EXERCISE — Report each line of the data that has "apply" somewhere in it.

AVAILABLE DATA —
══════

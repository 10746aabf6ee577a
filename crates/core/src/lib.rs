//! # qdense-core: einsum-dense layers with post-training int8 quantization
//!
//! | Module | Contents |
//! |--------|----------|
//! | [`einsum`] | two-operand `einsum`, `transpose`, `expand_dims`, `squeeze` over candle |
//! | [`equation`] | equation grammar, ellipsis expansion, kernel/bias/output shape inference |
//! | [`plan`] | `AxisPlan`: reduced axes and scale alignment for the int8 path |
//! | [`quantize`] | abs-max int8 codec, `Int8Tensor` |
//! | [`kernel`] | `KernelTensor` (float or int8), `QuantizedKernel` |
//! | [`contract`] | `quantized_contract` with its hand-written input gradient |
//! | [`lora`] | `LoraAdapter` |
//! | [`init`] | glorot / he / constant initialisers |
//! | [`activation`] | pointwise activations |
//! | [`store`] | `WeightStore`, safetensors-backed `TensorStore` |
//! | [`linear`] | `EinsumDense` |
//!
//! ## Design principles
//!
//! 1. **Everything is candle.** The custom gradient is a `CustomOp1`; the
//!    rest is ordinary differentiable tensor ops.
//! 2. **One-way transitions fail loudly.** A second `quantize` or
//!    `enable_lora` is an error, and a failed call leaves the layer as it was.
//! 3. **Scales live in output layout.** Descaling is one broadcasting multiply.

pub mod activation;
pub mod contract;
pub mod einsum;
pub mod equation;
pub mod init;
pub mod kernel;
pub mod linear;
pub mod lora;
pub mod plan;
pub mod quantize;
pub mod store;

// ── Public re-exports ───────────────────────────────────────────────────────

pub use contract::{quantized_contract, QuantizedEinsum};
pub use equation::{analyze_shapes, EinsumShapes, EllipsisSide, ParsedEquation};
pub use kernel::{KernelTensor, QuantizedKernel};
pub use linear::EinsumDense;
pub use lora::LoraAdapter;
pub use plan::{AxisPlan, OperandAxes};
pub use quantize::{abs_max_quantize, dequantize, Int8Tensor, QuantizedTensor};
pub use store::{TensorStore, WeightStore};
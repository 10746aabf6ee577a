//! Layer configuration for `EinsumDense`.
//!
//! Serialised as JSON alongside the weights. Every optional field has a
//! `#[serde(default)]`, so `{"equation": "ab,bc->ac", "output_shape": 64}` is
//! a complete config.

use std::fmt;
use std::str::FromStr;

use candle_core::DType;
use serde::{Deserialize, Serialize};

use crate::error::{QDenseError, Result};

/// Configuration for one einsum-dense layer.
#[derive(Debug, Clone, PartialEq, Serialize, Deserialize)]
pub struct EinsumDenseConfig {
    /// Einsum equation: `ab,bc->ac`, `...ab,bc->...ac` or `ab...,bc->ac...`.
    pub equation: String,
    /// Expected output shape, excluding the batch dimension and any elided
    /// dimensions. `null` marks a dimension taken from the input.
    pub output_shape: OutputShape,
    /// Output labels that carry a bias, e.g. `"c"`.
    #[serde(default)]
    pub bias_axes: Option<String>,
    #[serde(default)]
    pub activation: Activation,
    #[serde(default = "default_kernel_initializer")]
    pub kernel_initializer: Initializer,
    #[serde(default = "default_bias_initializer")]
    pub bias_initializer: Initializer,
    /// Enable a low-rank adapter of this rank right after build.
    #[serde(default)]
    pub lora_rank: Option<usize>,
    /// Dtype policy, e.g. `"float32"` or `"int8_from_float32"`.
    #[serde(default)]
    pub dtype: DTypePolicy,
}

// ── Default value functions ─────────────────────────────────────────────────

fn default_kernel_initializer() -> Initializer {
    Initializer::GlorotUniform
}
fn default_bias_initializer() -> Initializer {
    Initializer::Zeros
}

// ── Impl ────────────────────────────────────────────────────────────────────

impl EinsumDenseConfig {
    /// Minimal config: float32, linear activation, no bias.
    pub fn new(equation: impl Into<String>, output_shape: impl Into<OutputShape>) -> Self {
        Self {
            equation: equation.into(),
            output_shape: output_shape.into(),
            bias_axes: None,
            activation: Activation::default(),
            kernel_initializer: default_kernel_initializer(),
            bias_initializer: default_bias_initializer(),
            lora_rank: None,
            dtype: DTypePolicy::default(),
        }
    }

    pub fn with_bias_axes(mut self, bias_axes: impl Into<String>) -> Self {
        self.bias_axes = Some(bias_axes.into());
        self
    }

    pub fn with_activation(mut self, activation: Activation) -> Self {
        self.activation = activation;
        self
    }

    pub fn with_dtype(mut self, dtype: DTypePolicy) -> Self {
        self.dtype = dtype;
        self
    }

    pub fn with_lora_rank(mut self, rank: usize) -> Self {
        self.lora_rank = Some(rank);
        self
    }

    /// Save config to a JSON file.
    pub fn save(&self, path: &std::path::Path) -> Result<()> {
        let json = serde_json::to_string_pretty(self)?;
        std::fs::write(path, json)?;
        Ok(())
    }

    /// Load config from a JSON file.
    pub fn load(path: &std::path::Path) -> Result<Self> {
        let json = std::fs::read_to_string(path)?;
        let config = serde_json::from_str(&json)?;
        Ok(config)
    }
}

/// Partial output shape: a single size or a list of (possibly unknown) sizes.
#[derive(Debug, Clone, PartialEq, Eq, Serialize, Deserialize)]
#[serde(untagged)]
pub enum OutputShape {
    Scalar(usize),
    Dims(Vec<Option<usize>>),
}

impl OutputShape {
    pub fn dims(&self) -> Vec<Option<usize>> {
        match self {
            Self::Scalar(d) => vec![Some(*d)],
            Self::Dims(dims) => dims.clone(),
        }
    }
}

impl From<usize> for OutputShape {
    fn from(d: usize) -> Self {
        Self::Scalar(d)
    }
}

impl From<Vec<Option<usize>>> for OutputShape {
    fn from(dims: Vec<Option<usize>>) -> Self {
        Self::Dims(dims)
    }
}

impl From<&[usize]> for OutputShape {
    fn from(dims: &[usize]) -> Self {
        Self::Dims(dims.iter().map(|&d| Some(d)).collect())
    }
}

/// Pointwise activation applied after the bias.
#[derive(Debug, Clone, Copy, Default, PartialEq, Eq, Serialize, Deserialize)]
#[serde(rename_all = "lowercase")]
pub enum Activation {
    #[default]
    Linear,
    Relu,
    Gelu,
    Silu,
    Tanh,
    Sigmoid,
    Softmax,
}

/// Weight initialiser.
#[derive(Debug, Clone, Copy, PartialEq, Eq, Serialize, Deserialize)]
#[serde(rename_all = "snake_case")]
pub enum Initializer {
    /// `U(-l, l)` with `l = sqrt(6 / (fan_in + fan_out))`.
    GlorotUniform,
    /// `U(-l, l)` with `l = sqrt(6 / fan_in)`.
    HeUniform,
    Zeros,
    Ones,
}

// ── Dtype policy ────────────────────────────────────────────────────────────

/// Floating-point compute dtype.
#[derive(Debug, Clone, Copy, Default, PartialEq, Eq)]
pub enum FloatDType {
    #[default]
    Float32,
    Float64,
}

impl FloatDType {
    pub fn as_str(&self) -> &'static str {
        match self {
            Self::Float32 => "float32",
            Self::Float64 => "float64",
        }
    }

    pub fn dtype(&self) -> DType {
        match self {
            Self::Float32 => DType::F32,
            Self::Float64 => DType::F64,
        }
    }
}

impl FromStr for FloatDType {
    type Err = QDenseError;

    fn from_str(s: &str) -> Result<Self> {
        match s {
            "float32" => Ok(Self::Float32),
            "float64" => Ok(Self::Float64),
            other => Err(QDenseError::UnsupportedDType(other.to_string())),
        }
    }
}

/// Post-training quantization scheme. Only dynamic int8 is implemented.
#[derive(Debug, Clone, Copy, PartialEq, Eq)]
pub enum QuantizationMode {
    Int8,
}

impl QuantizationMode {
    pub fn as_str(&self) -> &'static str {
        match self {
            Self::Int8 => "int8",
        }
    }
}

impl FromStr for QuantizationMode {
    type Err = QDenseError;

    fn from_str(s: &str) -> Result<Self> {
        match s {
            "int8" => Ok(Self::Int8),
            other => Err(QDenseError::UnsupportedQuantizationMode(other.to_string())),
        }
    }
}

impl fmt::Display for QuantizationMode {
    fn fmt(&self, f: &mut fmt::Formatter<'_>) -> fmt::Result {
        f.write_str(self.as_str())
    }
}

/// Variable and compute dtype of a layer.
///
/// Serialised as a string: `"float32"` or `"int8_from_float32"`.
#[derive(Debug, Clone, Copy, PartialEq, Eq, Serialize, Deserialize)]
#[serde(try_from = "String", into = "String")]
pub enum DTypePolicy {
    Float(FloatDType),
    Quantized {
        mode: QuantizationMode,
        source: FloatDType,
    },
}

impl Default for DTypePolicy {
    fn default() -> Self {
        Self::Float(FloatDType::default())
    }
}

impl DTypePolicy {
    /// Dtype used for activations, bias and scales.
    pub fn compute_dtype(&self) -> DType {
        match self {
            Self::Float(f) => f.dtype(),
            Self::Quantized { source, .. } => source.dtype(),
        }
    }

    pub fn quantization_mode(&self) -> Option<QuantizationMode> {
        match self {
            Self::Float(_) => None,
            Self::Quantized { mode, .. } => Some(*mode),
        }
    }

    /// The policy a float layer switches to after `quantize(mode)`.
    pub fn quantized(&self, mode: QuantizationMode) -> Self {
        match self {
            Self::Float(source) => Self::Quantized {
                mode,
                source: *source,
            },
            Self::Quantized { source, .. } => Self::Quantized {
                mode,
                source: *source,
            },
        }
    }
}

impl fmt::Display for DTypePolicy {
    fn fmt(&self, f: &mut fmt::Formatter<'_>) -> fmt::Result {
        match self {
            Self::Float(d) => f.write_str(d.as_str()),
            Self::Quantized { mode, source } => write!(f, "{}_from_{}", mode, source.as_str()),
        }
    }
}

impl FromStr for DTypePolicy {
    type Err = QDenseError;

    fn from_str(s: &str) -> Result<Self> {
        match s.split_once("_from_") {
            Some((mode, source)) => Ok(Self::Quantized {
                mode: mode.parse()?,
                source: source.parse()?,
            }),
            None => Ok(Self::Float(s.parse()?)),
        }
    }
}

impl TryFrom<String> for DTypePolicy {
    type Error = QDenseError;

    fn try_from(s: String) -> Result<Self> {
        s.parse()
    }
}

impl From<DTypePolicy> for String {
    fn from(policy: DTypePolicy) -> Self {
        policy.to_string()
    }
}

// ── Tests ───────────────────────────────────────────────────────────────────
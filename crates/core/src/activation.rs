//! Pointwise activations applied after the bias.
//!
//! | Activation | Formula |
//! |------------|---------|
//! | linear     | x |
//! | relu       | max(0, x) |
//! | gelu       | x · Φ(x) (exact, erf form) |
//! | silu       | x · σ(x) |
//! | tanh       | tanh(x) |
//! | sigmoid    | σ(x) |
//! | softmax    | over the last axis |

use candle_core::{Tensor, D};

use qdense_common::{Activation, Result};

pub fn apply(activation: Activation, x: &Tensor) -> Result<Tensor> {
    let y = match activation {
        Activation::Linear => x.clone(),
        Activation::Relu => x.relu()?,
        Activation::Gelu => x.gelu_erf()?,
        Activation::Silu => x.silu()?,
        Activation::Tanh => x.tanh()?,
        Activation::Sigmoid => candle_nn::ops::sigmoid(x)?,
        Activation::Softmax => candle_nn::ops::softmax(x, D::Minus1)?,
    };
    Ok(y)
}

#[cfg(test)]
mod tests {
    use super::*;
    use candle_core::Device;

    fn values(activation: Activation) -> Vec<f32> {
        let x = Tensor::new(&[-2.0f32, 0.0, 3.0], &Device::Cpu).unwrap();
        apply(activation, &x).unwrap().to_vec1().unwrap()
    }

    #[test]
    fn linear_and_relu() {
        assert_eq!(values(Activation::Linear), vec![-2.0, 0.0, 3.0]);
        assert_eq!(values(Activation::Relu), vec![0.0, 0.0, 3.0]);
    }

    #[test]
    fn sigmoid_midpoint() {
        let v = values(Activation::Sigmoid);
        assert!((v[1] - 0.5).abs() < 1e-6);
        assert!(v[0] < 0.5 && v[2] > 0.5);
    }

    #[test]
    fn softmax_sums_to_one() {
        let v = values(Activation::Softmax);
        assert!((v.iter().sum::<f32>() - 1.0).abs() < 1e-5);
    }

    #[test]
    fn gelu_and_silu_vanish_at_zero() {
        assert_eq!(values(Activation::Gelu)[1], 0.0);
        assert_eq!(values(Activation::Silu)[1], 0.0);
        assert!((values(Activation::Tanh)[2] - 3.0f32.tanh()).abs() < 1e-6);
    }
}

══════

ANSWER TO THIS EXERCISE —
pub fn apply(activation: Activation, x: &Tensor) -> Result<Tensor> {
        apply(activation, &x).unwrap().to_vec1().unwrap()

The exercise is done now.